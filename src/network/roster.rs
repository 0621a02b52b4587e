// Session roster for the arena mesh
// Slot indices, colours, remote participant mirrors, and the AI population ledger

use std::collections::{HashMap, VecDeque};
use tracing::{debug, info};

use super::simulation::{AiHandle, SimulationPort};
use crate::config::SessionConfig;

/// Used when the configured palette is shorter than max_players
const FALLBACK_COLOR: &str = "#FFFFFF";

/// A remote human player as last reported over the data channel
#[derive(Debug, Clone, PartialEq)]
pub struct Participant {
    pub id: String,
    pub slot: usize,
    pub color: String,
    pub x: f32,
    pub y: f32,
    pub rotation: f32,
    pub health: f32,
    pub current_weapon: String,
}

/// Read-only copy handed to the renderer
pub type ParticipantView = Participant;

/// Outcome of trying to put someone on the roster
#[derive(Debug, Clone, Copy, PartialEq, Eq)]
pub enum Admission {
    Added(usize),
    Existing(usize),
    Full,
}

/// Fired for each participant that appears, including ourselves
#[derive(Debug, Clone, PartialEq, Eq)]
pub struct JoinNotice {
    pub participant_id: String,
    pub slot: usize,
    pub is_local: bool,
}

type JoinObserver = Box<dyn FnMut(&JoinNotice) + Send>;
type LeaveObserver = Box<dyn FnMut(&str) + Send>;

/// AI tanks we asked the simulation to create, oldest first
#[derive(Debug, Default)]
pub struct AiLedger {
    spawned: VecDeque<AiHandle>,
}

impl AiLedger {
    pub fn count(&self) -> usize {
        self.spawned.len()
    }

    pub fn handles(&self) -> impl Iterator<Item = &AiHandle> {
        self.spawned.iter()
    }

    /// Spawn or retire AI tanks until exactly `target` exist.
    /// Excess is removed oldest-spawned first.
    pub fn reconcile(&mut self, target: usize, sim: &mut dyn SimulationPort) {
        while self.spawned.len() < target {
            let handle = sim.spawn_ai();
            self.spawned.push_back(handle);
        }
        while self.spawned.len() > target {
            if let Some(handle) = self.spawned.pop_front() {
                sim.remove_ai(handle);
            }
        }
    }
}

pub struct Roster {
    max_players: usize,
    palette: Vec<String>,
    default_health: f32,
    default_weapon: String,
    local_slot: Option<usize>,
    participants: HashMap<String, Participant>,
    ai: AiLedger,
    join_observers: Vec<JoinObserver>,
    leave_observers: Vec<LeaveObserver>,
}

impl Roster {
    pub fn new(config: &SessionConfig) -> Self {
        Self {
            max_players: config.max_players,
            palette: config.palette.clone(),
            default_health: config.default_health,
            default_weapon: config.default_weapon.clone(),
            local_slot: None,
            participants: HashMap::new(),
            ai: AiLedger::default(),
            join_observers: Vec::new(),
            leave_observers: Vec::new(),
        }
    }

    pub fn max_players(&self) -> usize {
        self.max_players
    }

    pub fn color_for(&self, slot: usize) -> String {
        self.palette
            .get(slot)
            .cloned()
            .unwrap_or_else(|| FALLBACK_COLOR.to_string())
    }

    pub fn local_slot(&self) -> Option<usize> {
        self.local_slot
    }

    pub fn local_color(&self) -> Option<String> {
        self.local_slot.map(|slot| self.color_for(slot))
    }

    pub fn len(&self) -> usize {
        self.participants.len()
    }

    pub fn is_empty(&self) -> bool {
        self.participants.is_empty()
    }

    pub fn contains(&self, id: &str) -> bool {
        self.participants.contains_key(id)
    }

    pub fn get(&self, id: &str) -> Option<&Participant> {
        self.participants.get(id)
    }

    /// Field updates only; entries are created through `admit`
    pub fn get_mut(&mut self, id: &str) -> Option<&mut Participant> {
        self.participants.get_mut(id)
    }

    /// Remote participants ordered by slot
    pub fn snapshot(&self) -> Vec<ParticipantView> {
        let mut views: Vec<_> = self.participants.values().cloned().collect();
        views.sort_by_key(|p| p.slot);
        views
    }

    /// Remote participants plus ourselves
    pub fn human_count(&self) -> usize {
        self.participants.len() + 1
    }

    pub fn ai_target(&self, human_count: usize) -> usize {
        self.max_players.saturating_sub(human_count)
    }

    pub fn ai(&self) -> &AiLedger {
        &self.ai
    }

    pub fn on_participant_joined(&mut self, observer: impl FnMut(&JoinNotice) + Send + 'static) {
        self.join_observers.push(Box::new(observer));
    }

    pub fn on_participant_left(&mut self, observer: impl FnMut(&str) + Send + 'static) {
        self.leave_observers.push(Box::new(observer));
    }

    /// Take the slot after everyone already present
    pub fn assign_local_slot(&mut self, existing: usize, local_id: &str) -> usize {
        self.local_slot = Some(existing);
        info!(slot = existing, color = %self.color_for(existing), "assigned local player slot");
        self.notify_joined(JoinNotice {
            participant_id: local_id.to_string(),
            slot: existing,
            is_local: true,
        });
        existing
    }

    /// Lowest slot not held by us or a remote participant
    pub fn next_free_slot(&self) -> Option<usize> {
        (0..self.max_players).find(|slot| {
            self.local_slot != Some(*slot) && !self.participants.values().any(|p| p.slot == *slot)
        })
    }

    pub fn admit(&mut self, id: &str) -> Admission {
        if let Some(existing) = self.participants.get(id) {
            return Admission::Existing(existing.slot);
        }
        let Some(slot) = self.next_free_slot() else {
            return Admission::Full;
        };

        let participant = Participant {
            id: id.to_string(),
            slot,
            color: self.color_for(slot),
            x: 0.0,
            y: 0.0,
            rotation: 0.0,
            health: self.default_health,
            current_weapon: self.default_weapon.clone(),
        };
        debug!(peer = %id, slot, "participant added to roster");
        self.participants.insert(id.to_string(), participant);

        self.notify_joined(JoinNotice {
            participant_id: id.to_string(),
            slot,
            is_local: false,
        });
        Admission::Added(slot)
    }

    pub fn remove(&mut self, id: &str) -> Option<Participant> {
        let removed = self.participants.remove(id)?;
        for observer in &mut self.leave_observers {
            observer(id);
        }
        Some(removed)
    }

    /// Bring the AI population in line with the given human count
    pub fn reconcile_ai(&mut self, human_count: usize, sim: &mut dyn SimulationPort) {
        let target = self.ai_target(human_count);
        debug!(human_count, target, current = self.ai.count(), "reconciling AI population");
        self.ai.reconcile(target, sim);
    }

    /// Forget every remote participant and our own slot; AI is untouched
    pub fn reset(&mut self) {
        let ids: Vec<String> = self.participants.keys().cloned().collect();
        for id in ids {
            self.remove(&id);
        }
        self.local_slot = None;
    }

    fn notify_joined(&mut self, notice: JoinNotice) {
        for observer in &mut self.join_observers {
            observer(&notice);
        }
    }
}

#[cfg(test)]
mod tests {
    use super::*;
    use crate::network::testing::FakeSimulation;
    use std::collections::HashSet;
    use std::sync::{Arc, Mutex};

    fn roster() -> Roster {
        Roster::new(&SessionConfig::default())
    }

    fn occupied_slots(roster: &Roster) -> Vec<usize> {
        let mut slots: Vec<usize> = roster.snapshot().iter().map(|p| p.slot).collect();
        slots.extend(roster.local_slot());
        slots
    }

    #[test]
    fn test_slot_maps_to_palette_color() {
        let mut roster = roster();
        roster.assign_local_slot(2, "me");
        assert_eq!(roster.local_color().as_deref(), Some("#0000FF"));

        assert_eq!(roster.admit("a"), Admission::Added(0));
        assert_eq!(roster.admit("b"), Admission::Added(1));
        assert_eq!(roster.admit("c"), Admission::Added(3));

        for p in roster.snapshot() {
            assert_eq!(p.color, SessionConfig::default().palette[p.slot]);
        }
    }

    #[test]
    fn test_admit_is_idempotent() {
        let mut roster = roster();
        assert_eq!(roster.admit("a"), Admission::Added(0));
        assert_eq!(roster.admit("a"), Admission::Existing(0));
        assert_eq!(roster.len(), 1);
    }

    #[test]
    fn test_full_roster_refuses() {
        let mut roster = roster();
        roster.assign_local_slot(0, "me");
        for id in ["a", "b", "c", "d"] {
            assert!(matches!(roster.admit(id), Admission::Added(_)));
        }
        assert_eq!(roster.admit("e"), Admission::Full);
        assert_eq!(roster.len(), 4);
    }

    #[test]
    fn test_freed_slot_is_reused() {
        let mut roster = roster();
        roster.assign_local_slot(0, "me");
        roster.admit("a");
        roster.admit("b");
        roster.remove("a");
        assert_eq!(roster.admit("c"), Admission::Added(1));
        // b keeps its slot
        assert_eq!(roster.get("b").unwrap().slot, 2);
    }

    #[test]
    fn test_slots_stay_distinct_under_churn() {
        let mut roster = roster();
        roster.assign_local_slot(1, "me");

        let script = [
            ("join", "a"),
            ("join", "b"),
            ("leave", "a"),
            ("join", "c"),
            ("join", "d"),
            ("join", "e"),
            ("join", "f"),
            ("leave", "c"),
            ("leave", "zzz"),
            ("join", "g"),
            ("leave", "b"),
            ("join", "a"),
        ];

        for (op, id) in script {
            match op {
                "join" => {
                    roster.admit(id);
                }
                _ => {
                    roster.remove(id);
                }
            }
            let slots = occupied_slots(&roster);
            let unique: HashSet<_> = slots.iter().copied().collect();
            assert_eq!(unique.len(), slots.len(), "duplicate slot after {op} {id}");
            assert!(slots.iter().all(|s| *s < roster.max_players()));
        }
    }

    #[test]
    fn test_ai_target_for_every_human_count() {
        let roster = roster();
        for humans in 0..7 {
            assert_eq!(roster.ai_target(humans), 5usize.saturating_sub(humans));
        }
    }

    #[test]
    fn test_reconcile_spawns_and_retires_oldest_first() {
        let mut roster = roster();
        let mut sim = FakeSimulation::default();

        roster.reconcile_ai(1, &mut sim);
        assert_eq!(roster.ai().count(), 4);
        assert_eq!(sim.live_ai.len(), 4);

        roster.reconcile_ai(3, &mut sim);
        assert_eq!(roster.ai().count(), 2);
        assert_eq!(sim.removed_ai, vec![AiHandle(1), AiHandle(2)]);
        assert_eq!(sim.live_ai, vec![AiHandle(3), AiHandle(4)]);

        roster.reconcile_ai(6, &mut sim);
        assert_eq!(roster.ai().count(), 0);
        assert!(sim.live_ai.is_empty());

        roster.reconcile_ai(0, &mut sim);
        assert_eq!(roster.ai().count(), 5);
    }

    #[test]
    fn test_reconcile_is_idempotent() {
        let mut roster = roster();
        let mut sim = FakeSimulation::default();

        roster.reconcile_ai(2, &mut sim);
        let spawned = sim.next_ai;
        roster.reconcile_ai(2, &mut sim);

        assert_eq!(sim.next_ai, spawned);
        assert!(sim.removed_ai.is_empty());
        assert_eq!(roster.ai().count(), 3);
    }

    #[test]
    fn test_observers_fire_for_local_and_remote() {
        let mut roster = roster();
        let seen = Arc::new(Mutex::new(Vec::new()));
        let left = Arc::new(Mutex::new(Vec::new()));

        let sink = Arc::clone(&seen);
        roster.on_participant_joined(move |notice| sink.lock().unwrap().push(notice.clone()));
        let sink = Arc::clone(&left);
        roster.on_participant_left(move |id| sink.lock().unwrap().push(id.to_string()));

        roster.assign_local_slot(1, "me");
        roster.admit("a");
        roster.admit("a");
        roster.remove("a");
        roster.remove("a");

        let seen = seen.lock().unwrap();
        assert_eq!(seen.len(), 2);
        assert!(seen[0].is_local);
        assert_eq!(seen[0].slot, 1);
        assert_eq!(seen[1].participant_id, "a");
        assert_eq!(seen[1].slot, 0);
        assert_eq!(*left.lock().unwrap(), vec!["a".to_string()]);
    }

    #[test]
    fn test_reset_clears_people_not_ai() {
        let mut roster = roster();
        let mut sim = FakeSimulation::default();
        roster.assign_local_slot(0, "me");
        roster.admit("a");
        roster.reconcile_ai(2, &mut sim);

        roster.reset();

        assert!(roster.is_empty());
        assert_eq!(roster.local_slot(), None);
        assert_eq!(roster.ai().count(), 3);
    }

    #[test]
    fn test_short_palette_falls_back() {
        let config = SessionConfig {
            palette: vec!["#123456".to_string()],
            ..SessionConfig::default()
        };
        let roster = Roster::new(&config);
        assert_eq!(roster.color_for(0), "#123456");
        assert_eq!(roster.color_for(3), FALLBACK_COLOR);
    }
}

- _How to complete this task_:
In the listing above, locate the line with "pub fn new(config: &SessionConfig)" and the line with "pub fn len(&self)", then extract exactly those lines and every line between them, and nothing more.

- _Expected output_:
    pub fn new(config: &SessionConfig) -> Self {
        Self {
            max_players: config.max_players,
            palette: config.palette.clone(),
            default_health: config.default_health,
            default_weapon: config.default_weapon.clone(),
            local_slot: None,
            participants: HashMap::new(),
            ai: AiLedger::default(),
            join_observers: Vec::new(),
            leave_observers: Vec::new(),
        }
    }

    pub fn max_players(&self) -> usize {
        self.max_players
    }

    pub fn color_for(&self, slot: usize) -> String {
        self.palette
            .get(slot)
            .cloned()
            .unwrap_or_else(|| FALLBACK_COLOR.to_string())
    }

    pub fn local_slot(&self) -> Option<usize> {
        self.local_slot
    }

    pub fn local_color(&self) -> Option<String> {
        self.local_slot.map(|slot| self.color_for(slot))
    }

    pub fn len(&self) -> usize {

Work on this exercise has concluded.